I am on the way back from Professor Jerry (Jerome) Bump's house.

I woke up about 5:30 in the morning, worked on my web pages for a couple of hours, then went back to sleep. When I woke up it was 11:30 and I had told him I would see him around 11. So I called him to let him know I was running late.

Driving to his place I went out 2222 for a while. A road that reminds me of Karen for several reasons which I will just mention in passing: Robyn wanting me to drive faster; the time by the creekbed where I promised Karen I would never tell Ann about us; and going over to her mother's boyfriend's house, who lives in a expensive home in the hills which he bought with insurance money from the death of his son; and the time I met Karen after spending the night with Marine in Venezuela. And being near highway 183 rmo Glen and Lorraine Palmer's house, two friends of Ann.

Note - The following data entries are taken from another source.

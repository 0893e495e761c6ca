//! Provenance banners and truncation markers.
//!
//! Banners are read by both humans and the receiving model, so they state
//! plainly what was kept and what was dropped.

use crate::budget::limits::Provider;

/// Appended after a head-truncated document.
pub const REMAINDER_TRUNCATED_MARKER: &str = "\n\n... (remainder truncated due to document size)";

/// Inserted between the kept head and tail of a clamped split payload.
pub const MIDDLE_TRUNCATED_MARKER: &str = "\n\n[... middle truncated ...]\n\n";

/// Appended to the emergency fallback slice.
pub const PROCESSING_ERROR_MARKER: &str = "\n\n(truncated due to a document processing error)";

/// Returned when even the emergency fallback fails.
pub const APOLOGY_TEXT: &str =
    "The document could not be prepared for AI processing. Please try again with a smaller document.";

/// Share of `original` represented by `kept`, in percent with one decimal.
pub fn kept_percentage(kept: usize, original: usize) -> f64 {
    if original == 0 {
        return 100.0;
    }
    let pct = kept as f64 / original as f64 * 100.0;
    (pct * 10.0).round() / 10.0
}

/// Banner prepended by simple head truncation.
pub fn truncation_banner(provider: Provider, original_chars: usize, kept_chars: usize) -> String {
    format!(
        "\n## DOCUMENT INFO\n\
         This document was originally {original} characters long and exceeds the {provider} size limit.\n\
         The first {kept} characters of the document are included below.\n\n\
         Kept: {pct:.1}%\n\n",
        original = original_chars,
        provider = provider,
        kept = kept_chars,
        pct = kept_percentage(kept_chars, original_chars),
    )
}

/// Banner prepended to a sectioned split payload.
pub fn split_banner(original_chars: usize, total_sections: usize, selected_sections: usize) -> String {
    format!(
        "\n## DOCUMENT INFO\n\
         This document ({original} characters) was divided into {total} sections; \
         {selected} of them are included below, chosen by position and relevance.\n\n",
        original = original_chars,
        total = total_sections,
        selected = selected_sections,
    )
}
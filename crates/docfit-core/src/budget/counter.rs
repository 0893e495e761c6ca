//! Token estimation for fitted documents.
//!
//! Uses a fixed characters-per-token ratio; no tokenizer is involved.

/// Default characters-per-token ratio for natural-language text.
pub const DEFAULT_CHARS_PER_TOKEN: u32 = 4;

/// Trait for token counting implementations.
pub trait TokenCounter: Send + Sync {
    /// Count tokens in a plain text string.
    fn count_text(&self, text: &str) -> u32;
}

/// Heuristic token counter using character-based estimation.
///
/// Uses the approximation: tokens ≈ characters / `chars_per_token`, scaled
/// by an optional safety multiplier.
#[derive(Debug, Clone)]
pub struct HeuristicTokenCounter {
    /// Characters per token ratio (default: 4)
    chars_per_token: f64,
    /// Safety margin multiplier (default: 1.0, no margin)
    safety_margin: f64,
}

impl HeuristicTokenCounter {
    pub fn new(chars_per_token: f64, safety_margin: f64) -> Self {
        Self {
            chars_per_token,
            safety_margin,
        }
    }

    /// Counter with the given ratio and no safety margin.
    pub fn with_ratio(chars_per_token: u32) -> Self {
        Self::new(f64::from(chars_per_token.max(1)), 1.0)
    }
}

impl Default for HeuristicTokenCounter {
    fn default() -> Self {
        Self::with_ratio(DEFAULT_CHARS_PER_TOKEN)
    }
}

impl TokenCounter for HeuristicTokenCounter {
    fn count_text(&self, text: &str) -> u32 {
        if text.is_empty() {
            return 0;
        }

        let char_count = text.chars().count() as f64;
        let base_tokens = char_count / self.chars_per_token;
        let adjusted_tokens = base_tokens * self.safety_margin;

        adjusted_tokens.ceil() as u32
    }
}
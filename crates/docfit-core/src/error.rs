use thiserror::Error;

/// Errors raised inside a fitting stage.
///
/// These never leave the crate's public fitting API; the operation boundary
/// turns them into a narrower fallback and records them in
/// [`FitResult::error`](crate::fitter::FitResult::error).
#[derive(Error, Debug, Clone, PartialEq, Eq)]
pub enum FitError {
    #[error("Banner ({banner_chars} chars) leaves no room for content within {ceiling_chars} chars")]
    NoRoomForContent {
        banner_chars: usize,
        ceiling_chars: usize,
    },

    #[error("Document produced no usable sections")]
    NoSections,

    #[error("Fallback limit leaves nothing to keep")]
    EmptyFallback,

    #[error("Fitting panicked: {0}")]
    Panicked(String),
}

/// Errors loading or validating a [`FitterConfig`](crate::config::FitterConfig).
#[derive(Error, Debug)]
pub enum ConfigError {
    #[error("Config I/O error: {0}")]
    Io(#[from] std::io::Error),

    #[error("Config parse error: {0}")]
    Parse(#[from] serde_json::Error),

    #[error("Invalid config: {0}")]
    Invalid(String),
}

Btw, it is 4:00 now and traffic is already stopped up. As I drove through the hills out side of Austin, what Texans call the hill country, I felt saddened by the number of trees that were being cut down to make room for more and more housing developments. I thought of my friend Brad who is developing land and how he might unknowingly be contributing to the death of what made Austin such a special place.

As I got closer to Dr. Bump's house, I saw more clearly the contrast between the old Texas and the new Texas. The old Texas had ranch and pasture land, with a few local barbecue stands along the way. The new Texas is housing communities, McDonalds, lakeview mansions, traffic jams and golf courses. When I turned down Jerry's road I felt a little envious that he was able to get 23 acres of land where he did. Then I realized it was too late for this area. There were too many people moving in too quickly. It reminded me of my desire to buy land in Quebec or New Zealand, or maybe Australia.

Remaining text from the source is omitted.